Fr Chris reports in his paper that Pope Benedict XVI had presented a similar challenge to the Jesuits at
their General Congregation in 2008, when he encouraged them to travel to the ‘geographical and
spiritual places where others do not reach or find it difficult to reach’. If you don’t reach out to these
people and places, according to the Jesuit General, Father Alonso Nicolas, you end up with leaders who
are out of touch with reality within their communities and this leads to ‘the globalisation of
superficiality’ and the condition of ‘living on the surface, living alongside the world rather than in it’ (Fr
Chris Gleeson, March 2015).
Leaders of all organisations should take note and remember that they are most influential when they
walk the talk and actively engage with their colleagues and constituents for the greater good of their
organisations and communities. Pope Francis is leading by example and sending the message to other
leaders not to make a fortress of their position and role. He has clearly demonstrated through his
actions that the active presence of a leader with his people is not just a requirement but also a wisdom
way of knowing and working to influence others.

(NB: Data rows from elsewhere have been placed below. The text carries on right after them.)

// Copyright (c) 2025 Felix Kahle.
//
// Permission is hereby granted, free of charge, to any person obtaining
// a copy of this software and associated documentation files (the
// "Software"), to deal in the Software without restriction, including
// without limitation the rights to use, copy, modify, merge, publish,
// distribute, sublicense, and/or sell copies of the Software, and to
// permit persons to whom the Software is furnished to do so, subject to
// the following conditions:
//
// The above copyright notice and this permission notice shall be
// included in all copies or substantial portions of the Software.
//
// THE SOFTWARE IS PROVIDED "AS IS", WITHOUT WARRANTY OF ANY KIND,
// EXPRESS OR IMPLIED, INCLUDING BUT NOT LIMITED TO THE WARRANTIES OF
// MERCHANTABILITY, FITNESS FOR A PARTICULAR PURPOSE AND
// NONINFRINGEMENT. IN NO EVENT SHALL THE AUTHORS OR COPYRIGHT HOLDERS BE
// LIABLE FOR ANY CLAIM, DAMAGES OR OTHER LIABILITY, WHETHER IN AN ACTION
// OF CONTRACT, TORT OR OTHERWISE, ARISING FROM, OUT OF OR IN CONNECTION
// WITH THE SOFTWARE OR THE USE OR OTHER DEALINGS IN THE SOFTWARE.

use std::time::Duration;

/// Backend-independent statistics of one solve.
#[derive(Debug, Clone, PartialEq, Eq, Default)]
pub struct SolverStatistics {
    /// Number of improving solutions found.
    pub solutions_found: u64,
    /// Number of search nodes processed.
    pub nodes_explored: u64,
    /// Total simplex pivots over all relaxations.
    pub simplex_iterations: u64,
    pub solve_duration: Duration,
}

impl std::fmt::Display for SolverStatistics {
    fn fmt(&self, f: &mut std::fmt::Formatter<'_>) -> std::fmt::Result {
        writeln!(f, "Solver Statistics:")?;
        writeln!(f, "  Solutions Found: {}", self.solutions_found)?;
        writeln!(f, "  Nodes Explored: {}", self.nodes_explored)?;
        writeln!(f, "  Simplex Iterations: {}", self.simplex_iterations)?;
        writeln!(
            f,
            "  Solve Duration (secs): {:.3}",
            self.solve_duration.as_secs_f64()
        )
    }
}

/// Builder for `SolverStatistics`.
#[derive(Debug, Clone, PartialEq, Eq, Default)]
pub struct SolverStatisticsBuilder {
    statistics: SolverStatistics,
}

impl SolverStatisticsBuilder {
    #[inline]
    pub fn new() -> Self {
        Self::default()
    }

    #[inline]
    pub fn solutions_found(mut self, solutions_found: u64) -> Self {
        self.statistics.solutions_found = solutions_found;
        self
    }

    #[inline]
    pub fn nodes_explored(mut self, nodes_explored: u64) -> Self {
        self.statistics.nodes_explored = nodes_explored;
        self
    }

    #[inline]
    pub fn simplex_iterations(mut self, simplex_iterations: u64) -> Self {
        self.statistics.simplex_iterations = simplex_iterations;
        self
    }

    #[inline]
    pub fn solve_duration(mut self, solve_duration: Duration) -> Self {
        self.statistics.solve_duration = solve_duration;
        self
    }

    #[inline]
    pub fn build(self) -> SolverStatistics {
        self.statistics
    }
}

#[cfg(test)]
mod tests {
    use super::*;

    #[test]
    fn test_builder_constructs_expected_struct() {
        let stats = SolverStatisticsBuilder::new()
            .solutions_found(3)
            .nodes_explored(42)
            .simplex_iterations(1_000)
            .solve_duration(Duration::from_millis(1234))
            .build();

        assert_eq!(stats.solutions_found, 3);
        assert_eq!(stats.nodes_explored, 42);
        assert_eq!(stats.simplex_iterations, 1_000);
        assert_eq!(stats.solve_duration, Duration::from_millis(1234));
    }

    #[test]
    fn test_builder_defaults_are_zero() {
        assert_eq!(SolverStatisticsBuilder::new().build(), SolverStatistics::default());
    }

    #[test]
    fn test_display_formats_duration_in_seconds() {
        let stats = SolverStatisticsBuilder::new()
            .solve_duration(Duration::from_millis(1500))
            .build();
        let text = stats.to_string();
        assert!(text.contains("Nodes Explored: 0"));
        assert!(text.contains("Solve Duration (secs): 1.500"));
    }
}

Leaders who engage with the periphery make themselves more vulnerable in the traditional sense of
leadership (that is, hierarchical and bureaucratic control) – but they open themselves to the wisdom of
the ‘marketplace’ and are then better able to gauge the pulse of their organisations. According to
Draper in his National Geographic article, Pope Francis is a man who despises walls and once said to a
friend as they strolled past the Casa Rosada, where Argentina’s President lives: ‘How can they know
what the common people want when they build a fence around themselves?’ It is as if Pope Francis is
saying, ‘don’t fence me in’.
Key leadership challenges identified by Pope Francis
Draper (2015) in his HBR article states that Pope Francis has made no secret of his intention to ‘radically
reform the administrative structures of the Catholic Church, which he regards as insular, imperious, and
bureaucratic. He understands that in a hyper-kinetic world, inward-looking and self-obsessed leaders
are a liability.’ Insular structures, he says, can leave leaders susceptible to an array of ‘debilitating
maladies, including arrogance, intolerance, myopia, and pettiness’.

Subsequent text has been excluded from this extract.